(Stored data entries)

* * * * * * *

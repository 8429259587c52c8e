//! CheapShark deals API integration.

pub mod client;
pub mod dto;
pub mod settings;

pub use client::CheapSharkClient;
pub use settings::CheapSharkConfig;
//! Infrastructure configuration modules.

pub mod discord;
pub mod logging;
pub mod poller;
pub mod settings;
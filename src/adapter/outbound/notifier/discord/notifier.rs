//! Discord deal delivery.
//!
//! Provides the [`DiscordNotifier`], which posts rendered deal notices as
//! embeds over the Discord REST API.

use std::sync::Arc;

use async_trait::async_trait;
use serenity::http::Http;
use serenity::model::channel::{Channel, ChannelType};
use serenity::model::id::ChannelId as DiscordChannelId;
use tracing::{debug, info};

use super::format::deal_message;
use crate::domain::{ChannelId, GuildId, RoleId};
use crate::error::Result;
use crate::port::{DealNotice, Notifier};

/// Notifier that posts to Discord channels.
pub struct DiscordNotifier {
    http: Arc<Http>,
}

impl DiscordNotifier {
    /// Create a notifier sharing an existing REST client.
    #[must_use]
    pub fn new(http: Arc<Http>) -> Self {
        Self { http }
    }

    /// Create a notifier with its own REST client for `token`.
    #[must_use]
    pub fn from_token(token: &str) -> Self {
        Self::new(Arc::new(Http::new(token)))
    }
}

#[async_trait]
impl Notifier for DiscordNotifier {
    async fn channel_exists(&self, guild: GuildId, channel: ChannelId) -> bool {
        match self
            .http
            .get_channel(DiscordChannelId::new(channel.get()))
            .await
        {
            Ok(found) => postable_in(&found, guild),
            Err(err) => {
                debug!(channel = %channel, error = %err, "Channel lookup failed");
                false
            }
        }
    }

    async fn deliver(
        &self,
        channel: ChannelId,
        notice: &DealNotice,
        mention: Option<RoleId>,
    ) -> Result<()> {
        DiscordChannelId::new(channel.get())
            .send_message(&self.http, deal_message(notice, mention))
            .await?;
        info!(channel = %channel, deal_id = %notice.deal.id, "Deal notice sent to Discord");
        Ok(())
    }
}

/// A channel accepts deal posts for `guild` only when it is one of that
/// guild's text or announcement channels.
fn postable_in(channel: &Channel, guild: GuildId) -> bool {
    match channel {
        Channel::Guild(found) => {
            found.guild_id.get() == guild.get()
                && matches!(found.kind, ChannelType::Text | ChannelType::News)
        }
        _ => false,
    }
}
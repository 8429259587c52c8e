//! Implementations of ports (hexagonal adapters).
//!
//! - [`inbound`] drives the application (the `freegames` CLI).
//! - [`outbound`] is driven by it (deals API, storage, chat backend).

pub mod inbound;
pub mod outbound;
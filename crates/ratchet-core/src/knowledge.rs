//! Knowledge entries: the append-only audit trail read by dashboards.

use std::{fmt, str::FromStr};

use chrono::{DateTime, Utc};
use serde::{Deserialize, Serialize};
use uuid::Uuid;

use crate::Error;

#[derive(Debug, Clone, Copy, PartialEq, Eq, Hash, Serialize, Deserialize)]
#[serde(rename_all = "snake_case")]
pub enum EntryType {
  RulePromotion,
  SystemActivity,
  Error,
  Documentation,
}

impl EntryType {
  pub fn as_str(self) -> &'static str {
    match self {
      Self::RulePromotion => "rule_promotion",
      Self::SystemActivity => "system_activity",
      Self::Error => "error",
      Self::Documentation => "documentation",
    }
  }
}

impl fmt::Display for EntryType {
  fn fmt(&self, f: &mut fmt::Formatter<'_>) -> fmt::Result {
    f.write_str(self.as_str())
  }
}

impl FromStr for EntryType {
  type Err = Error;

  fn from_str(s: &str) -> Result<Self, Self::Err> {
    match s {
      "rule_promotion" => Ok(Self::RulePromotion),
      "system_activity" => Ok(Self::SystemActivity),
      "error" => Ok(Self::Error),
      "documentation" => Ok(Self::Documentation),
      other => Err(Error::UnknownEntryType(other.to_owned())),
    }
  }
}

#[derive(Debug, Clone, Serialize, Deserialize)]
pub struct KnowledgeEntry {
  pub id:         Uuid,
  pub entry_type: EntryType,
  pub title:      String,
  /// JSON payload; shape depends on `entry_type`.
  pub content:    serde_json::Value,
  pub tags:       Vec<String>,
  pub created_at: DateTime<Utc>,
}

/// Input to [`crate::store::LearningStore::record_knowledge`].
#[derive(Debug, Clone)]
pub struct NewKnowledgeEntry {
  pub entry_type: EntryType,
  pub title:      String,
  pub content:    serde_json::Value,
  pub tags:       Vec<String>,
}

impl NewKnowledgeEntry {
  pub fn new(
    entry_type: EntryType,
    title: impl Into<String>,
    content: serde_json::Value,
  ) -> Self {
    Self { entry_type, title: title.into(), content, tags: Vec::new() }
  }

  pub fn tagged<I, T>(mut self, tags: I) -> Self
  where
    I: IntoIterator<Item = T>,
    T: Into<String>,
  {
    self.tags.extend(tags.into_iter().map(Into::into));
    self
  }
}
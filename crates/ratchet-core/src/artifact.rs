//! Generated tools: executable templates derived from promoted patterns.

use chrono::{DateTime, Utc};
use serde::{Deserialize, Serialize};
use uuid::Uuid;

use crate::execution::Params;

/// Category assigned to every artifact produced by auto-generation.
pub const AUTOMATED_CATEGORY: &str = "automated";

/// One tool call inside a sequence template.
#[derive(Debug, Clone, PartialEq, Serialize, Deserialize)]
pub struct TemplateStep {
  pub tool_name:  String,
  /// Parameters captured from the pattern; caller overrides win.
  pub parameters: Params,
}

/// The rendered body of an artifact, persisted as `code_content`.
///
/// Templates are declarative: the execution pipeline interprets them, the
/// learning core never runs untrusted code.
#[derive(Debug, Clone, PartialEq, Serialize, Deserialize)]
#[serde(tag = "kind", rename_all = "snake_case")]
pub enum ArtifactTemplate {
  /// Invoke each step in order, collecting results and errors independently.
  Sequence {
    name:        String,
    description: String,
    steps:       Vec<TemplateStep>,
  },
  /// Merge a fixed preset under caller overrides and delegate to the base
  /// tool.
  Preset {
    name:        String,
    description: String,
    base_tool:   String,
    preset:      Params,
  },
}

impl ArtifactTemplate {
  pub fn name(&self) -> &str {
    match self {
      Self::Sequence { name, .. } | Self::Preset { name, .. } => name,
    }
  }
}

/// A persisted artifact. Deactivated artifacts are kept for history.
#[derive(Debug, Clone, Serialize, Deserialize)]
pub struct GeneratedTool {
  pub id:                Uuid,
  pub tool_name:         String,
  pub category:          String,
  pub source_pattern_id: Option<Uuid>,
  pub template:          ArtifactTemplate,
  /// The suggestion the artifact was rendered from.
  pub config:            serde_json::Value,
  pub is_active:         bool,
  pub usage_count:       u64,
  pub success_count:     u64,
  pub last_used_at:      Option<DateTime<Utc>>,
  pub created_at:        DateTime<Utc>,
}

/// Input to [`crate::store::LearningStore::insert_artifact`].
#[derive(Debug, Clone)]
pub struct NewGeneratedTool {
  pub tool_name:         String,
  pub category:          String,
  pub source_pattern_id: Option<Uuid>,
  pub template:          ArtifactTemplate,
  pub config:            serde_json::Value,
}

* * * * * * *

Reprint every entry exactly.

**ANSWER TO THIS TASK**
repository 8429259587c52c8e
//! CheapShark deals API integration.

pub mod client;
pub mod dto;
pub mod settings;

pub use client::CheapSharkClient;
pub use settings::CheapSharkConfig;
//! Infrastructure configuration modules.

pub mod discord;
pub mod logging;
pub mod poller;
pub mod settings;
filename src/adapter/outbound/notifier/discord/notifier.rs
//! Discord deal delivery.
//!
//! Provides the [`DiscordNotifier`], which posts rendered deal notices as
//! embeds over the Discord REST API.

use std::sync::Arc;

use async_trait::async_trait;
use serenity::http::Http;
use serenity::model::channel::{Channel, ChannelType};
use serenity::model::id::ChannelId as DiscordChannelId;
use tracing::{debug, info};

use super::format::deal_message;
use crate::domain::{ChannelId, GuildId, RoleId};
use crate::error::Result;
use crate::port::{DealNotice, Notifier};

/// Notifier that posts to Discord channels.
pub struct DiscordNotifier {
    http: Arc<Http>,
}

impl DiscordNotifier {
    /// Create a notifier sharing an existing REST client.
    #[must_use]
    pub fn new(http: Arc<Http>) -> Self {
        Self { http }
    }

    /// Create a notifier with its own REST client for `token`.
    #[must_use]
    pub fn from_token(token: &str) -> Self {
        Self::new(Arc::new(Http::new(token)))
    }
}

#[async_trait]
impl Notifier for DiscordNotifier {
    async fn channel_exists(&self, guild: GuildId, channel: ChannelId) -> bool {
        match self
            .http
            .get_channel(DiscordChannelId::new(channel.get()))
            .await
        {
            Ok(found) => postable_in(&found, guild),
            Err(err) => {
                debug!(channel = %channel, error = %err, "Channel lookup failed");
                false
            }
        }
    }

    async fn deliver(
        &self,
        channel: ChannelId,
        notice: &DealNotice,
        mention: Option<RoleId>,
    ) -> Result<()> {
        DiscordChannelId::new(channel.get())
            .send_message(&self.http, deal_message(notice, mention))
            .await?;
        info!(channel = %channel, deal_id = %notice.deal.id, "Deal notice sent to Discord");
        Ok(())
    }
}

/// A channel accepts deal posts for `guild` only when it is one of that
/// guild's text or announcement channels.
fn postable_in(channel: &Channel, guild: GuildId) -> bool {
    match channel {
        Channel::Guild(found) => {
            found.guild_id.get() == guild.get()
                && matches!(found.kind, ChannelType::Text | ChannelType::News)
        }
        _ => false,
    }
}
repository 8429259587c52c8e
//! Implementations of ports (hexagonal adapters).
//!
//! - [`inbound`] drives the application (the `freegames` CLI).
//! - [`outbound`] is driven by it (deals API, storage, chat backend).

pub mod inbound;
pub mod outbound;
filename crates/ratchet-core/src/knowledge.rs
//! Knowledge entries: the append-only audit trail read by dashboards.

use std::{fmt, str::FromStr};

use chrono::{DateTime, Utc};
use serde::{Deserialize, Serialize};
use uuid::Uuid;

use crate::Error;

#[derive(Debug, Clone, Copy, PartialEq, Eq, Hash, Serialize, Deserialize)]
#[serde(rename_all = "snake_case")]
pub enum EntryType {
  RulePromotion,
  SystemActivity,
  Error,
  Documentation,
}

impl EntryType {
  pub fn as_str(self) -> &'static str {
    match self {
      Self::RulePromotion => "rule_promotion",
      Self::SystemActivity => "system_activity",
      Self::Error => "error",
      Self::Documentation => "documentation",
    }
  }
}

impl fmt::Display for EntryType {
  fn fmt(&self, f: &mut fmt::Formatter<'_>) -> fmt::Result {
    f.write_str(self.as_str())
  }
}

impl FromStr for EntryType {
  type Err = Error;

  fn from_str(s: &str) -> Result<Self, Self::Err> {
    match s {
      "rule_promotion" => Ok(Self::RulePromotion),
      "system_activity" => Ok(Self::SystemActivity),
      "error" => Ok(Self::Error),
      "documentation" => Ok(Self::Documentation),
      other => Err(Error::UnknownEntryType(other.to_owned())),
    }
  }
}

#[derive(Debug, Clone, Serialize, Deserialize)]
pub struct KnowledgeEntry {
  pub id:         Uuid,
  pub entry_type: EntryType,
  pub title:      String,
  /// JSON payload; shape depends on `entry_type`.
  pub content:    serde_json::Value,
  pub tags:       Vec<String>,
  pub created_at: DateTime<Utc>,
}

/// Input to [`crate::store::LearningStore::record_knowledge`].
#[derive(Debug, Clone)]
pub struct NewKnowledgeEntry {
  pub entry_type: EntryType,
  pub title:      String,
  pub content:    serde_json::Value,
  pub tags:       Vec<String>,
}

impl NewKnowledgeEntry {
  pub fn new(
    entry_type: EntryType,
    title: impl Into<String>,
    content: serde_json::Value,
  ) -> Self {
    Self { entry_type, title: title.into(), content, tags: Vec::new() }
  }

  pub fn tagged<I, T>(mut self, tags: I) -> Self
  where
    I: IntoIterator<Item = T>,
    T: Into<String>,
  {
    self.tags.extend(tags.into_iter().map(Into::into));
    self
  }
}
filename crates/ratchet-core/src/artifact.rs
//! Generated tools: executable templates derived from promoted patterns.

use chrono::{DateTime, Utc};
use serde::{Deserialize, Serialize};
use uuid::Uuid;

use crate::execution::Params;

/// Category assigned to every artifact produced by auto-generation.
pub const AUTOMATED_CATEGORY: &str = "automated";

/// One tool call inside a sequence template.
#[derive(Debug, Clone, PartialEq, Serialize, Deserialize)]
pub struct TemplateStep {
  pub tool_name:  String,
  /// Parameters captured from the pattern; caller overrides win.
  pub parameters: Params,
}

/// The rendered body of an artifact, persisted as `code_content`.
///
/// Templates are declarative: the execution pipeline interprets them, the
/// learning core never runs untrusted code.
#[derive(Debug, Clone, PartialEq, Serialize, Deserialize)]
#[serde(tag = "kind", rename_all = "snake_case")]
pub enum ArtifactTemplate {
  /// Invoke each step in order, collecting results and errors independently.
  Sequence {
    name:        String,
    description: String,
    steps:       Vec<TemplateStep>,
  },
  /// Merge a fixed preset under caller overrides and delegate to the base
  /// tool.
  Preset {
    name:        String,
    description: String,
    base_tool:   String,
    preset:      Params,
  },
}

impl ArtifactTemplate {
  pub fn name(&self) -> &str {
    match self {
      Self::Sequence { name, .. } | Self::Preset { name, .. } => name,
    }
  }
}

/// A persisted artifact. Deactivated artifacts are kept for history.
#[derive(Debug, Clone, Serialize, Deserialize)]
pub struct GeneratedTool {
  pub id:                Uuid,
  pub tool_name:         String,
  pub category:          String,
  pub source_pattern_id: Option<Uuid>,
  pub template:          ArtifactTemplate,
  /// The suggestion the artifact was rendered from.
  pub config:            serde_json::Value,
  pub is_active:         bool,
  pub usage_count:       u64,
  pub success_count:     u64,
  pub last_used_at:      Option<DateTime<Utc>>,
  pub created_at:        DateTime<Utc>,
}

/// Input to [`crate::store::LearningStore::insert_artifact`].
#[derive(Debug, Clone)]
pub struct NewGeneratedTool {
  pub tool_name:         String,
  pub category:          String,
  pub source_pattern_id: Option<Uuid>,
  pub template:          ArtifactTemplate,
  pub config:            serde_json::Value,
}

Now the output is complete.